Image of an infant on pvc flooring
Phthalates are absorbed by the body of  infants. The amount absorbed depends up on the infants body area

Phthalates are chemical compounds present in commonly used materials like cleaning solvents, toys, etc. They are also used as softeners in poly vinyl chloride (PVC) flooring material. Earlier studies have found that phthalates can result in several chronic diseases in children like asthma and allergies. They are suspected to be endocrine disrupting chemicals (EDCs). A 2012 study conducted by scientists from Karlstad University in Sweden and published in the journal Indoor Air has found that phthalates can be absorbed by the bodies of infants and produce asthma in them.

For their research, the scientists led by Carl-Gustaf Bornehag, professor of public health at Karlstad University, randomly selected 83 children from Varmland, Western Sweden. All the children were between the ages of two and six months. Urine samples, collected from the children, were analyzed for the presence of metabolites of di-ethyl phthalate (DEP), di-butyl phthalate (DBP), butyl benzyl phthalate (BBzP) and di-ethylhexyl phthalate (DEHP). The family members of the children were also asked to fill up a questionnaire elated to their lifestyles and to their indoor environmental factors including the flooring material used in their homes.

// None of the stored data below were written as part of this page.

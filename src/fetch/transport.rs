//! HTTP transport seam.
//!
//! The executor talks to an [`HttpTransport`]; the default implementation is a
//! thin adapter over `reqwest::Client`. Tests and embedders can plug their own.

use std::time::Duration;

use async_trait::async_trait;
use bytes::Bytes;
use http::HeaderMap as HttpHeaderMap;
use reqwest::{Client, header::HeaderMap};
use thiserror::Error;
use url::Url;

#[derive(Debug, Error, Clone, PartialEq, Eq)]
pub enum TransportError {
    #[error("request timed out: {0}")]
    Timeout(String),
    #[error("connection failed: {0}")]
    Connect(String),
    #[error("invalid request: {0}")]
    Request(String),
    #[error("transport error: {0}")]
    Other(String),
}

impl TransportError {
    /// Failures that happen before anything reaches the network are not
    /// worth repeating.
    pub fn is_transient(&self) -> bool {
        !matches!(self, TransportError::Request(_))
    }
}

#[derive(Debug, Clone)]
pub struct TransportResponse {
    pub status: u16,
    pub url: Url,
    pub headers: HttpHeaderMap,
    pub body: Bytes,
}

#[async_trait]
pub trait HttpTransport: Send + Sync {
    async fn get(&self, url: &Url, headers: &HttpHeaderMap) -> Result<TransportResponse, TransportError>;
}

/// Timeouts applied by [`ReqwestTransport`].
#[derive(Debug, Clone, Copy, PartialEq)]
pub struct TransportTimeouts {
    pub request: Duration,
    pub connect: Duration,
}

impl Default for TransportTimeouts {
    fn default() -> Self {
        Self {
            request: Duration::from_secs(30),
            connect: Duration::from_secs(10),
        }
    }
}

/// Reqwest-backed transport with a cookie store and transparent
/// decompression.
#[derive(Debug, Clone)]
pub struct ReqwestTransport {
    client: Client,
}

impl ReqwestTransport {
    pub fn new(timeouts: TransportTimeouts) -> Result<Self, TransportError> {
        let client = Client::builder()
            .cookie_store(true)
            .timeout(timeouts.request)
            .connect_timeout(timeouts.connect)
            .build()
            .map_err(|err| TransportError::Request(err.to_string()))?;
        Ok(Self { client })
    }

    pub fn from_client(client: Client) -> Self {
        Self { client }
    }
}

#[async_trait]
impl HttpTransport for ReqwestTransport {
    async fn get(&self, url: &Url, headers: &HttpHeaderMap) -> Result<TransportResponse, TransportError> {
        let response = self
            .client
            .get(url.as_str())
            .headers(convert_headers(headers))
            .send()
            .await
            .map_err(classify)?;

        let status = response.status().as_u16();
        let final_url = response.url().clone();
        let headers = response.headers().clone();
        let body = response.bytes().await.map_err(classify)?;

        Ok(TransportResponse {
            status,
            url: final_url,
            headers,
            body,
        })
    }
}

fn convert_headers(headers: &HttpHeaderMap) -> HeaderMap {
    let mut map = HeaderMap::with_capacity(headers.len());
    for (name, value) in headers {
        map.append(name.clone(), value.clone());
    }
    map
}

fn classify(err: reqwest::Error) -> TransportError {
    if err.is_timeout() {
        TransportError::Timeout(err.to_string())
    } else if err.is_connect() {
        TransportError::Connect(err.to_string())
    } else if err.is_builder() {
        TransportError::Request(err.to_string())
    } else {
        TransportError::Other(err.to_string())
    }
}
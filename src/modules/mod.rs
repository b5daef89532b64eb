//! Cross-cutting services module
//!
//! Pacing, retries, browser identity, metrics and events shared by every
//! request of a crawl.

pub mod events;
pub mod identity;
pub mod metrics;
pub mod rate_governor;
pub mod retry;

use std::time::Duration;

/// Ceiling for every configured or derived delay.
pub const MAX_DELAY: Duration = Duration::from_secs(86_400);

/// Seconds to a [`Duration`] clamped to `0..=MAX_DELAY`; never panics.
pub(crate) fn delay_from_secs(seconds: f64) -> Duration {
    Duration::try_from_secs_f64(seconds.max(0.0)).map_or(MAX_DELAY, |delay| delay.min(MAX_DELAY))
}

// Re-export commonly used types
pub use events::{CrawlEvent, ErrorScope, EventDispatcher, EventHandler, LoggingHandler, MetricsHandler};
pub use identity::{
    BrowserFamily,
    Fingerprint,
    IdentityConfig,
    IdentityRotator,
    IdentitySnapshot,
    OsFamily,
};
pub use metrics::{CrawlMetrics, CrawlStats};
pub use rate_governor::{RateGovernor, RateGovernorRegistry, RateGovernorSnapshot, RateLimitConfig};
pub use retry::{
    RETRYABLE_STATUS_CODES,
    RetryAttempt,
    RetryConfig,
    RetryOrchestrator,
    Retryable,
    is_retryable_status,
};

#[cfg(test)]
mod tests {
    use super::*;

    #[test]
    fn delay_conversion_clamps_instead_of_panicking() {
        assert_eq!(delay_from_secs(1.5), Duration::from_millis(1500));
        assert_eq!(delay_from_secs(-3.0), Duration::ZERO);
        assert_eq!(delay_from_secs(f64::NAN), Duration::ZERO);
        assert_eq!(delay_from_secs(1e30), MAX_DELAY);
        assert_eq!(delay_from_secs(f64::INFINITY), MAX_DELAY);
    }
}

The researchers found that the levels of metabolites of BBzP were significantly higher in those infants whose bedroom had PVC flooring. It was also seen that the levels of this metabolite in the urine corresponded to the surface area of the infants. It was noted that the levels of the metabolites of DHEP were higher in two months old infants who were not solely on breast milk compared to those who were completely breast fed.

The study clearly shows that phthalates are absorbed by the body of the infants and the amount absorbed depends up on the body area of the infants. These chemicals also reach the infant formula through indoor dust and can be absorbed through the food.